Indispensables pour définir des programmes de développement pertinents, Jose Gaydu explique que les politiques publiques sont appelées à être évaluées périodiquement. Une telle évaluation implique une analyse de l’efficacité des programmes mis en œuvre ainsi qu’une adoption de mesures correctives. Quels sont les enjeux de l’évaluation des politiques publiques ?

La détermination des interventions publiques prioritaires

Le déploiement d’une intervention publique est généralement motivé par la nécessité de résoudre des dysfonctionnements ou inégalités d’une société. Ceci suppose que la définition d’une politique publique doit d’abord émaner d’une synthèse des aspirations des différentes composantes et acteurs sociaux.

Pour Jose Gaydu, l’évaluation aura comme premier enjeu d’entreprendre des démarches pour cerner les besoins réels de toutes les parties concernées. La connaissance précise de ceux-ci facilitera en effet la détermination des axes prioritaires sur lesquels doit agir une politique publique. En pratique, l’évaluateur devra réaliser entretiens, analyses quantitatives et qualitatives afin de révéler les problèmes profonds des populations.

C’est en satisfaisant cet enjeu qu’il permettra aux décideurs d’élaborer des programmes de développement prioritaires. Mieux, les pouvoirs publics seront en mesure d’opérer les réajustements nécessaires pour tendre vers des actions pertinentes. En outre, ces dernières ont davantage de chances d’être favorablement accueillies par les citoyens puisqu’elles reflètent plus ou moins leurs vœux.

L’identification des pratiques et procédures adaptées

La démarche évaluative a également pour enjeu de mettre en lumière les procédures et pratiques professionnelles qui influencent la performance d’une politique. L’évaluateur s’investit en effet à identifier, puis expliquer les pratiques qui sont potentiellement responsables des dysfonctionnements d’un programme. « Pour ce faire, il s’appuie sur des critères prédéfinis ayant valeur de normes » dit monsieur Gaydu Jose.

Ceux-ci servent à identifier efficacement les procédures publiques et actions des acteurs politiques adéquates de celles qui le sont moins. Ce faisant, l’évaluation est souvent perçue, à tort, par les personnes évaluées comme un outil d’audit ou d’inspection.

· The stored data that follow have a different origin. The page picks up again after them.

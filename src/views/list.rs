use chrono::{DateTime, Local};
use std::time::Duration;
use tracing::debug;

use super::{Body, Screen, Target, ViewContext, ViewModel};
use crate::config::ViewConfig;
use crate::effect::{Effect, Task};
use crate::input::Key;
use crate::message::{AsyncResult, Message, NavParams, Outcome, Subject, ViewId};
use crate::model::{NamespaceScope, ResourceKind, ResourceRow, ResourceTable};
use crate::widgets::{SelectItem, SelectionWidget};

pub struct ListView {
    kind: ResourceKind,
    requested_scope: Option<NamespaceScope>,
    requested_selector: Option<String>,
    scope: NamespaceScope,
    selector: Option<String>,
    refresh_interval: Duration,
    headers: Vec<String>,
    rows: Vec<ResourceRow>,
    visible: SelectionWidget<ResourceRow>,
    filter: String,
    filtering: bool,
    loading: bool,
    loaded: bool,
    refreshed_at: Option<DateTime<Local>>,
    error: Option<String>,
    flash: Option<String>,
}

impl ListView {
    pub fn new(params: &NavParams) -> Result<Self, String> {
        let kind = params.kind()?;
        Ok(Self {
            kind,
            requested_scope: params.get("namespace").map(NamespaceScope::from_param),
            requested_selector: params.get("selector").map(str::to_string),
            scope: NamespaceScope::All,
            selector: None,
            refresh_interval: ViewConfig::default().refresh_interval,
            headers: Vec::new(),
            rows: Vec::new(),
            visible: SelectionWidget::default(),
            filter: String::new(),
            filtering: false,
            loading: false,
            loaded: false,
            refreshed_at: None,
            error: None,
            flash: params.get("flash").map(str::to_string),
        })
    }

    fn fetch(&mut self) -> Effect {
        self.loading = true;
        self.refreshed_at = None;
        Effect::task(Task::ListResources {
            kind: self.kind,
            scope: self.scope.clone(),
            selector: self.selector.clone(),
        })
    }

    fn apply(&mut self, table: ResourceTable) {
        self.headers = table.headers;
        self.rows = table.rows;
        self.loaded = true;
        self.error = None;
        self.rebuild();
    }

    fn rebuild(&mut self) {
        let items = self
            .rows
            .iter()
            .filter(|row| row.matches_filter(&self.filter))
            .map(|row| SelectItem::new(row.name.clone(), row.clone()))
            .collect();
        self.visible
            .set_items_keeping(items, |left, right| left.same_identity(right));
    }

    fn open_selected(&self) -> Effect {
        let Some(row) = self.visible.selected_value() else {
            return Effect::None;
        };
        let namespace = row
            .namespace
            .clone()
            .or_else(|| self.scope.named().map(str::to_string))
            .unwrap_or_default();
        let target = Target {
            kind: self.kind,
            namespace,
            name: row.name.clone(),
            scope: self.scope.clone(),
            list_selector: self.selector.clone(),
        };
        Effect::navigate(ViewId::ResourceDetail, target.params())
    }

    fn handle_filter_key(&mut self, key: Key) -> Effect {
        match key {
            Key::Enter => self.filtering = false,
            Key::Esc => {
                self.filtering = false;
                self.filter.clear();
                self.rebuild();
            }
            Key::Backspace => {
                self.filter.pop();
                self.rebuild();
            }
            Key::Char(ch) => {
                self.filter.push(ch);
                self.rebuild();
            }
            Key::Up | Key::Down | Key::PageUp | Key::PageDown => {
                self.visible.handle_key(key);
            }
            _ => {}
        }
        Effect::None
    }

    fn on_tick(&mut self, now: DateTime<Local>) -> Effect {
        if self.loading {
            return Effect::None;
        }
        let Some(refreshed_at) = self.refreshed_at else {
            self.refreshed_at = Some(now);
            return Effect::None;
        };
        let elapsed = (now - refreshed_at).to_std().unwrap_or_default();
        if elapsed < self.refresh_interval {
            return Effect::None;
        }
        debug!("auto-refreshing {} after {:?}", self.kind, elapsed);
        self.fetch()
    }

    fn status_line(&self) -> String {
        let mut status = format!("{} in {}", self.kind, self.scope);
        if let Some(selector) = &self.selector {
            status.push_str(&format!(" [{selector}]"));
        }
        if self.filter.is_empty() {
            status.push_str(&format!("  {} items", self.rows.len()));
        } else {
            status.push_str(&format!(
                "  {}/{} items  filter: {}",
                self.visible.len(),
                self.rows.len(),
                self.filter
            ));
        }
        if self.filtering {
            status.push('_');
        }
        if self.loading {
            status.push_str("  refreshing…");
        }
        if let Some(flash) = &self.flash {
            status.push_str(&format!("  {flash}"));
        }
        status
    }
}

impl ViewModel for ListView {
    fn init(&mut self, ctx: &ViewContext) -> Effect {
        self.scope = self
            .requested_scope
            .clone()
            .unwrap_or_else(|| ctx.config.scope.clone());
        self.selector = self
            .requested_selector
            .clone()
            .or_else(|| ctx.config.selector.clone());
        self.refresh_interval = ctx.config.refresh_interval;
        self.visible.set_page(ctx.body_rows().saturating_sub(1));
        self.fetch()
    }

    fn handle(&mut self, message: Message) -> Effect {
        match message {
            Message::AsyncResult(AsyncResult {
                subject: Subject::List,
                result,
                ..
            }) => {
                self.loading = false;
                match result {
                    Ok(Outcome::Table(table)) => self.apply(table),
                    Ok(_) => {}
                    Err(error) => self.error = Some(error.to_string()),
                }
                Effect::None
            }
            Message::Tick(now) => self.on_tick(now),
            Message::Resize { height, .. } => {
                self.visible
                    .set_page(super::body_rows(height).saturating_sub(1));
                Effect::None
            }
            Message::Key(key) if self.filtering => self.handle_filter_key(key),
            Message::Key(key) if key.is_activate() => self.open_selected(),
            Message::Key(Key::Char('/')) => {
                self.filtering = true;
                Effect::None
            }
            Message::Key(Key::Char('r')) if !self.loading => {
                self.flash = None;
                self.fetch()
            }
            Message::Key(Key::Esc) if !self.filter.is_empty() => {
                self.filter.clear();
                self.rebuild();
                Effect::None
            }
            Message::Key(key) if key.is_back() => Effect::navigate(
                ViewId::MainMenu,
                NavParams::new()
                    .with("namespace", self.scope.label())
                    .with_opt("selector", self.selector.as_deref()),
            ),
            Message::Key(key) => {
                self.visible.handle_key(key);
                Effect::None
            }
            _ => Effect::None,
        }
    }

    fn render(&self) -> Screen {
        let body = if !self.loaded && self.loading {
            Body::Loading(format!("loading {} in {}…", self.kind, self.scope))
        } else if self.loaded && self.rows.is_empty() {
            Body::Notice(format!("no {} found in {}", self.kind, self.scope))
        } else {
            Body::Table {
                headers: self.headers.clone(),
                rows: self
                    .visible
                    .items()
                    .iter()
                    .map(|item| item.value.columns.clone())
                    .collect(),
                selected: self.visible.selected_index(),
            }
        };

        let hints: &[(&'static str, &'static str)] = if self.filtering {
            &[("enter", "keep filter"), ("esc", "clear filter")]
        } else {
            &[
                ("enter", "open"),
                ("/", "filter"),
                ("r", "refresh"),
                ("esc", "back"),
            ]
        };

        Screen::new(self.kind.title(), body)
            .with_error(self.error.as_deref())
            .with_status(Some(self.status_line()))
            .with_hints(hints)
    }
}
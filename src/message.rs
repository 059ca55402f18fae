use crate::input::Key;
use crate::logs::{LogChunk, LogHandle};
use crate::model::{ResourceDocument, ResourceKind, ResourceTable};
use chrono::{DateTime, Local};
use std::collections::BTreeMap;
use std::fmt::{Display, Formatter};

#[derive(Debug, Clone, Copy, Eq, PartialEq, Hash)]
pub enum ViewId {
    MainMenu,
    NamespacePicker,
    ResourceList,
    ResourceDetail,
    ContainerPicker,
    LogViewer,
    ConfirmDialog,
    Form,
}

impl ViewId {
    pub fn title(self) -> &'static str {
        match self {
            Self::MainMenu => "menu",
            Self::NamespacePicker => "namespaces",
            Self::ResourceList => "list",
            Self::ResourceDetail => "detail",
            Self::ContainerPicker => "containers",
            Self::LogViewer => "logs",
            Self::ConfirmDialog => "confirm",
            Self::Form => "form",
        }
    }
}

#[derive(Debug, Clone, Default, Eq, PartialEq)]
pub struct NavParams {
    values: BTreeMap<String, String>,
}

impl NavParams {
    pub fn new() -> Self {
        Self::default()
    }

    pub fn with(mut self, key: &str, value: impl Into<String>) -> Self {
        self.values.insert(key.to_string(), value.into());
        self
    }

    pub fn with_opt(self, key: &str, value: Option<impl Into<String>>) -> Self {
        match value {
            Some(value) => self.with(key, value),
            None => self,
        }
    }

    pub fn get(&self, key: &str) -> Option<&str> {
        self.values
            .get(key)
            .map(String::as_str)
            .filter(|value| !value.trim().is_empty())
    }

    pub fn require(&self, key: &str) -> Result<&str, String> {
        self.get(key)
            .ok_or_else(|| format!("missing required parameter '{key}'"))
    }

    pub fn flag(&self, key: &str) -> bool {
        matches!(self.get(key), Some("true" | "1" | "yes"))
    }

    pub fn kind(&self) -> Result<ResourceKind, String> {
        let token = self.require("kind")?;
        ResourceKind::from_token(token).ok_or_else(|| format!("unknown resource kind '{token}'"))
    }
}

#[derive(Debug, Clone, Copy, Eq, PartialEq, Hash, Default)]
pub struct ViewToken(pub u64);

impl Display for ViewToken {
    fn fmt(&self, f: &mut Formatter<'_>) -> std::fmt::Result {
        write!(f, "v{}", self.0)
    }
}

#[derive(Debug)]
pub enum Message {
    Key(Key),
    Resize { width: u16, height: u16 },
    Tick(DateTime<Local>),
    NavigateTo(ViewId, NavParams),
    AsyncResult(AsyncResult),
    Quit,
}

#[derive(Debug)]
pub struct AsyncResult {
    pub origin: ViewToken,
    pub subject: Subject,
    pub result: Result<Outcome, TaskError>,
}

#[derive(Debug, Clone, Copy, Eq, PartialEq)]
pub enum Subject {
    List,
    Get,
    Namespaces,
    Delete,
    Update,
    LogOpen { session: u64 },
    LogRead { session: u64 },
    Command,
}

#[derive(Debug)]
pub enum Outcome {
    Table(ResourceTable),
    Document(ResourceDocument),
    Namespaces(Vec<String>),
    Deleted,
    Updated,
    LogOpened(LogHandle),
    Log(LogChunk),
    CommandFinished { output: Option<String> },
}

#[derive(Debug, Clone, Copy, Eq, PartialEq)]
pub enum FailureKind {
    Timeout,
    NotFound,
    Remote,
}

#[derive(Debug, Clone, Eq, PartialEq)]
pub struct TaskError {
    pub kind: FailureKind,
    pub message: String,
}

impl TaskError {
    pub fn new(kind: FailureKind, message: impl Into<String>) -> Self {
        Self {
            kind,
            message: message.into(),
        }
    }

    pub fn is_not_found(&self) -> bool {
        self.kind == FailureKind::NotFound
    }
}

impl Display for TaskError {
    fn fmt(&self, f: &mut Formatter<'_>) -> std::fmt::Result {
        match self.kind {
            FailureKind::Timeout => write!(f, "timed out: {}", self.message),
            FailureKind::NotFound => write!(f, "not found: {}", self.message),
            FailureKind::Remote => write!(f, "{}", self.message),
        }
    }
}
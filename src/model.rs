use std::fmt::{Display, Formatter};

#[derive(Debug, Clone, Copy, Eq, PartialEq, Hash)]
pub enum ResourceKind {
    Pods,
    Deployments,
    StatefulSets,
    DaemonSets,
    ReplicaSets,
    Jobs,
    CronJobs,
    Services,
    ConfigMaps,
    Secrets,
}

impl ResourceKind {
    pub const ALL: [Self; 10] = [
        Self::Pods,
        Self::Deployments,
        Self::StatefulSets,
        Self::DaemonSets,
        Self::ReplicaSets,
        Self::Jobs,
        Self::CronJobs,
        Self::Services,
        Self::ConfigMaps,
        Self::Secrets,
    ];

    pub fn title(self) -> &'static str {
        match self {
            Self::Pods => "Pods",
            Self::Deployments => "Deployments",
            Self::StatefulSets => "StatefulSets",
            Self::DaemonSets => "DaemonSets",
            Self::ReplicaSets => "ReplicaSets",
            Self::Jobs => "Jobs",
            Self::CronJobs => "CronJobs",
            Self::Services => "Services",
            Self::ConfigMaps => "ConfigMaps",
            Self::Secrets => "Secrets",
        }
    }

    pub fn from_token(token: &str) -> Option<Self> {
        match token.trim().to_ascii_lowercase().as_str() {
            "po" | "pod" | "pods" => Some(Self::Pods),
            "deploy" | "deployment" | "deployments" | "dp" => Some(Self::Deployments),
            "sts" | "statefulset" | "statefulsets" => Some(Self::StatefulSets),
            "ds" | "daemonset" | "daemonsets" | "daemon-set" | "daemon-sets" => {
                Some(Self::DaemonSets)
            }
            "rs" | "replicaset" | "replicasets" | "replica-set" | "replica-sets" => {
                Some(Self::ReplicaSets)
            }
            "job" | "jobs" => Some(Self::Jobs),
            "cj" | "cronjob" | "cronjobs" | "cron-job" | "cron-jobs" => Some(Self::CronJobs),
            "svc" | "service" | "services" => Some(Self::Services),
            "cm" | "configmap" | "configmaps" | "config-map" | "config-maps" => {
                Some(Self::ConfigMaps)
            }
            "secret" | "secrets" => Some(Self::Secrets),
            _ => None,
        }
    }

    pub fn short_token(self) -> &'static str {
        match self {
            Self::Pods => "po",
            Self::Deployments => "deploy",
            Self::StatefulSets => "sts",
            Self::DaemonSets => "ds",
            Self::ReplicaSets => "rs",
            Self::Jobs => "job",
            Self::CronJobs => "cj",
            Self::Services => "svc",
            Self::ConfigMaps => "cm",
            Self::Secrets => "secret",
        }
    }

    pub fn kubectl_resource(self) -> &'static str {
        match self {
            Self::Pods => "pod",
            Self::Deployments => "deployment",
            Self::StatefulSets => "statefulset",
            Self::DaemonSets => "daemonset",
            Self::ReplicaSets => "replicaset",
            Self::Jobs => "job",
            Self::CronJobs => "cronjob",
            Self::Services => "service",
            Self::ConfigMaps => "configmap",
            Self::Secrets => "secret",
        }
    }

    pub fn has_data(self) -> bool {
        matches!(self, Self::ConfigMaps | Self::Secrets)
    }

    pub fn is_scalable(self) -> bool {
        matches!(self, Self::Deployments | Self::StatefulSets)
    }

    pub fn has_related_pods(self) -> bool {
        matches!(
            self,
            Self::Deployments
                | Self::StatefulSets
                | Self::DaemonSets
                | Self::ReplicaSets
                | Self::Jobs
                | Self::Services
        )
    }

    pub fn supports_port_forward(self) -> bool {
        matches!(self, Self::Pods | Self::Services)
    }
}

impl Display for ResourceKind {
    fn fmt(&self, f: &mut Formatter<'_>) -> std::fmt::Result {
        write!(f, "{}", self.title())
    }
}

#[derive(Debug, Clone, Eq, PartialEq)]
pub enum NamespaceScope {
    All,
    Named(String),
}

impl NamespaceScope {
    pub fn from_param(value: &str) -> Self {
        let value = value.trim();
        if value.is_empty() || value == "all" || value == "*" {
            Self::All
        } else {
            Self::Named(value.to_string())
        }
    }

    pub fn label(&self) -> String {
        match self {
            Self::All => "all".to_string(),
            Self::Named(namespace) => namespace.clone(),
        }
    }

    pub fn named(&self) -> Option<&str> {
        match self {
            Self::All => None,
            Self::Named(namespace) => Some(namespace),
        }
    }
}

impl Display for NamespaceScope {
    fn fmt(&self, f: &mut Formatter<'_>) -> std::fmt::Result {
        match self {
            Self::All => write!(f, "all"),
            Self::Named(namespace) => write!(f, "{namespace}"),
        }
    }
}

#[derive(Debug, Clone, Default, Eq, PartialEq)]
pub struct ResourceRow {
    pub name: String,
    pub namespace: Option<String>,
    pub columns: Vec<String>,
}

impl ResourceRow {
    pub fn matches_filter(&self, query: &str) -> bool {
        let query = query.trim();
        if query.is_empty() {
            return true;
        }

        let query_lower = query.to_ascii_lowercase();

        if self.name.to_ascii_lowercase().contains(&query_lower) {
            return true;
        }

        if let Some(namespace) = &self.namespace
            && namespace.to_ascii_lowercase().contains(&query_lower)
        {
            return true;
        }

        self.columns
            .iter()
            .any(|column| column.to_ascii_lowercase().contains(&query_lower))
    }

    pub fn same_identity(&self, other: &ResourceRow) -> bool {
        self.name == other.name && self.namespace == other.namespace
    }
}

#[derive(Debug, Clone, Default, Eq, PartialEq)]
pub struct ResourceTable {
    pub headers: Vec<String>,
    pub rows: Vec<ResourceRow>,
}

#[derive(Debug, Clone, Default, Eq, PartialEq)]
pub struct ResourceDocument {
    pub kind: Option<ResourceKind>,
    pub namespace: Option<String>,
    pub name: String,
    pub yaml: String,
    pub containers: Vec<String>,
    pub selector: Option<String>,
    pub data_keys: Vec<String>,
    pub replicas: Option<i32>,
    pub ports: Vec<u16>,
}

#[derive(Debug, Clone, Eq, PartialEq)]
pub enum ResourceChange {
    SetData { key: String, value: String },
    RemoveData { key: String },
    Scale { replicas: i32 },
    Restart,
}

impl ResourceChange {
    pub fn describe(&self) -> String {
        match self {
            Self::SetData { key, .. } => format!("set key '{key}'"),
            Self::RemoveData { key } => format!("removed key '{key}'"),
            Self::Scale { replicas } => format!("scaled to {replicas} replicas"),
            Self::Restart => "restart triggered".to_string(),
        }
    }
}
fn replicaset_columns(replicaset: &ReplicaSet) -> Vec<String> {
    let desired = replicaset
        .spec
        .as_ref()
        .and_then(|spec| spec.replicas)
        .unwrap_or(1);
    let ready = replicaset
        .status
        .as_ref()
        .and_then(|status| status.ready_replicas)
        .unwrap_or(0);

    row(
        replicaset,
        vec![format!("{ready}/{desired}"), desired.to_string()],
    )
}

fn job_columns(job: &Job) -> Vec<String> {
    let desired = job
        .spec
        .as_ref()
        .and_then(|spec| spec.completions)
        .unwrap_or(1);
    let status = job.status.as_ref();
    let succeeded = status.and_then(|status| status.succeeded).unwrap_or(0);
    let active = status.and_then(|status| status.active).unwrap_or(0);
    let failed = status.and_then(|status| status.failed).unwrap_or(0);

    row(
        job,
        vec![
            format!("{succeeded}/{desired}"),
            active.to_string(),
            failed.to_string(),
        ],
    )
}

fn cronjob_columns(cronjob: &CronJob) -> Vec<String> {
    let schedule = cronjob
        .spec
        .as_ref()
        .map(|spec| spec.schedule.clone())
        .unwrap_or_else(|| "-".to_string());
    let suspended = cronjob
        .spec
        .as_ref()
        .and_then(|spec| spec.suspend)
        .unwrap_or(false);
    let active = cronjob
        .status
        .as_ref()
        .and_then(|status| status.active.as_ref())
        .map(|entries| entries.len())
        .unwrap_or(0);
    let last = cronjob
        .status
        .as_ref()
        .and_then(|status| status.last_schedule_time.as_ref())
        .map_or_else(|| "-".to_string(), |time| human_age(Some(time)));

    row(
        cronjob,
        vec![
            truncate(&schedule, 28),
            if suspended { "Yes" } else { "No" }.to_string(),
            active.to_string(),
            last,
        ],
    )
}

fn service_columns(service: &Service) -> Vec<String> {
    let service_type = service
        .spec
        .as_ref()
        .and_then(|spec| spec.type_.clone())
        .unwrap_or_else(|| "ClusterIP".to_string());
    let cluster_ip = service
        .spec
        .as_ref()
        .and_then(|spec| spec.cluster_ip.clone())
        .unwrap_or_else(|| "-".to_string());

    row(
        service,
        vec![service_type, cluster_ip, service_ports_summary(service)],
    )
}

fn configmap_columns(configmap: &ConfigMap) -> Vec<String> {
    let data = configmap.data.as_ref().map(|map| map.len()).unwrap_or(0);
    let binary = configmap
        .binary_data
        .as_ref()
        .map(|map| map.len())
        .unwrap_or(0);

    row(configmap, vec![data.to_string(), binary.to_string()])
}

fn secret_columns(secret: &Secret) -> Vec<String> {
    let kind = secret.type_.clone().unwrap_or_else(|| "Opaque".to_string());
    let data = secret.data.as_ref().map(|map| map.len()).unwrap_or(0);

    row(secret, vec![truncate(&kind, 20), data.to_string()])
}

fn service_ports_summary(service: &Service) -> String {
    let ports = service
        .spec
        .as_ref()
        .and_then(|spec| spec.ports.clone())
        .unwrap_or_default();
    if ports.is_empty() {
        return "-".to_string();
    }

    ports
        .into_iter()
        .map(|port| {
            let protocol = port.protocol.unwrap_or_else(|| "TCP".to_string());
            format!("{}/{}", port.port, protocol)
        })
        .collect::<Vec<_>>()
        .join(",")
}
use std::sync::Arc;
use tokio_util::sync::CancellationToken;
use tracing::{debug, info};

use crate::config::ViewConfig;
use crate::effect::Effect;
use crate::input::Key;
use crate::message::{AsyncResult, Message, NavParams, Outcome, ViewId, ViewToken};
use crate::views::{Screen, View, ViewContext, ViewModel};

#[derive(Debug)]
pub struct Dispatch {
    pub origin: ViewToken,
    pub cancel: CancellationToken,
    pub effect: Effect,
}

/// Owns the active view. The only place a view is ever replaced.
pub struct NavigationController {
    config: Arc<ViewConfig>,
    root_cancel: CancellationToken,
    view: View,
    view_id: ViewId,
    token: ViewToken,
    view_cancel: CancellationToken,
    next_token: u64,
    viewport: (u16, u16),
    halted: bool,
    clear_pending: bool,
}

impl NavigationController {
    pub fn new(config: Arc<ViewConfig>, root_cancel: CancellationToken, viewport: (u16, u16)) -> Self {
        let view_cancel = root_cancel.child_token();
        Self {
            config,
            root_cancel,
            view: View::build(ViewId::MainMenu, NavParams::new()),
            view_id: ViewId::MainMenu,
            token: ViewToken::default(),
            view_cancel,
            next_token: 0,
            viewport,
            halted: false,
            clear_pending: true,
        }
    }

    pub fn initialize(&mut self) -> Dispatch {
        self.transition(ViewId::MainMenu, NavParams::new())
    }

    pub fn dispatch(&mut self, message: Message) -> Dispatch {
        if self.halted {
            return self.idle();
        }

        match message {
            Message::NavigateTo(view, params) => self.transition(view, params),
            Message::Quit | Message::Key(Key::Interrupt) => self.halt(),
            Message::AsyncResult(result) if result.origin != self.token => {
                discard_stale(result, self.token);
                self.idle()
            }
            Message::Resize { width, height } => {
                self.viewport = (width, height);
                self.forward(Message::Resize { width, height })
            }
            message => self.forward(message),
        }
    }

    pub fn view_id(&self) -> ViewId {
        self.view_id
    }

    #[cfg(test)]
    pub fn token(&self) -> ViewToken {
        self.token
    }

    #[cfg(test)]
    pub fn is_halted(&self) -> bool {
        self.halted
    }

    pub fn screen(&self) -> Screen {
        self.view.render()
    }

    pub fn take_clear_request(&mut self) -> bool {
        std::mem::take(&mut self.clear_pending)
    }

    pub fn shutdown(&mut self) {
        self.view_cancel.cancel();
        self.root_cancel.cancel();
    }

    fn transition(&mut self, view: ViewId, params: NavParams) -> Dispatch {
        self.view_cancel.cancel();

        self.next_token += 1;
        self.token = ViewToken(self.next_token);
        self.view_cancel = self.root_cancel.child_token();
        self.view_id = view;
        self.view = View::build(view, params);
        self.clear_pending = true;
        info!("showing {} view ({})", view.title(), self.token);

        let ctx = ViewContext {
            config: self.config.clone(),
            cancel: self.view_cancel.clone(),
            viewport: self.viewport,
        };
        let effect = self.view.init(&ctx);
        self.scoped(effect)
    }

    fn halt(&mut self) -> Dispatch {
        info!("quit requested from {} view", self.view_id.title());
        self.halted = true;
        self.shutdown();
        self.scoped(Effect::Halt)
    }

    fn forward(&mut self, message: Message) -> Dispatch {
        let effect = self.view.handle(message);
        self.scoped(effect)
    }

    fn idle(&self) -> Dispatch {
        self.scoped(Effect::None)
    }

    fn scoped(&self, effect: Effect) -> Dispatch {
        Dispatch {
            origin: self.token,
            cancel: self.view_cancel.clone(),
            effect,
        }
    }
}

fn discard_stale(result: AsyncResult, current: ViewToken) {
    debug!(
        "discarding {:?} result from {} (active view is {current})",
        result.subject, result.origin
    );
    if let Ok(Outcome::LogOpened(handle)) = result.result {
        handle.close();
    }
}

La finalité poursuivie ici reste cependant de suggérer des pistes de correction des méthodes professionnelles de travail.

Cet enjeu a également pour corollaire d’induire la définition de nouvelles pratiques propres à permettre une meilleure application des politiques. En ce sens, l’évaluation s’apparente à une solution de remise en cause continue. Par ailleurs, les critères utilisés sont généralement communs à plusieurs systèmes nationaux d’évaluation et sont régulièrement soumis à des améliorations.

Ce dernier aspect soulève toutefois une interrogation : comment appliquer au plan international les normes d’évaluation en respectant les contextes ? Aussi, les experts de la discipline se réunissent-ils périodiquement pour mener des réflexions afin d’adapter la démarche évaluative aux réalités nationales.

L’évaluation pour mettre en place de meilleurs dispositifs d’action avec Jose Gaydu

« L’ultime enjeu de l’évaluation des politiques est relatif aux potentielles structures et dispositifs qu’il reste possible d’introduire dans les programmes » explique Jose Gaydu. Au terme de sa mission, l’évaluateur suggère en effet des recommandations et changements dans l’optique de remédier aux insuffisances identifiées. Ces ajustements à réaliser concernent entre autres une réorganisation des processus d’intervention publique au sein des programmes.

De même, les dispositifs classiques mis en place dans le cadre desdits programmes sont remis en cause par les corrections. Comme solutions, l’évaluateur peut proposer une nouvelle répartition des ressources budgétaires et des moyens matériels et humains. Ce qui n’est pas forcément bien accueilli par certaines parties prenantes, en particulier les composantes évaluées.

Toutefois, le dernier mot revient aux autorités décisionnelles et à leur volonté d’implémenter des changements durables dans les initiatives de développement.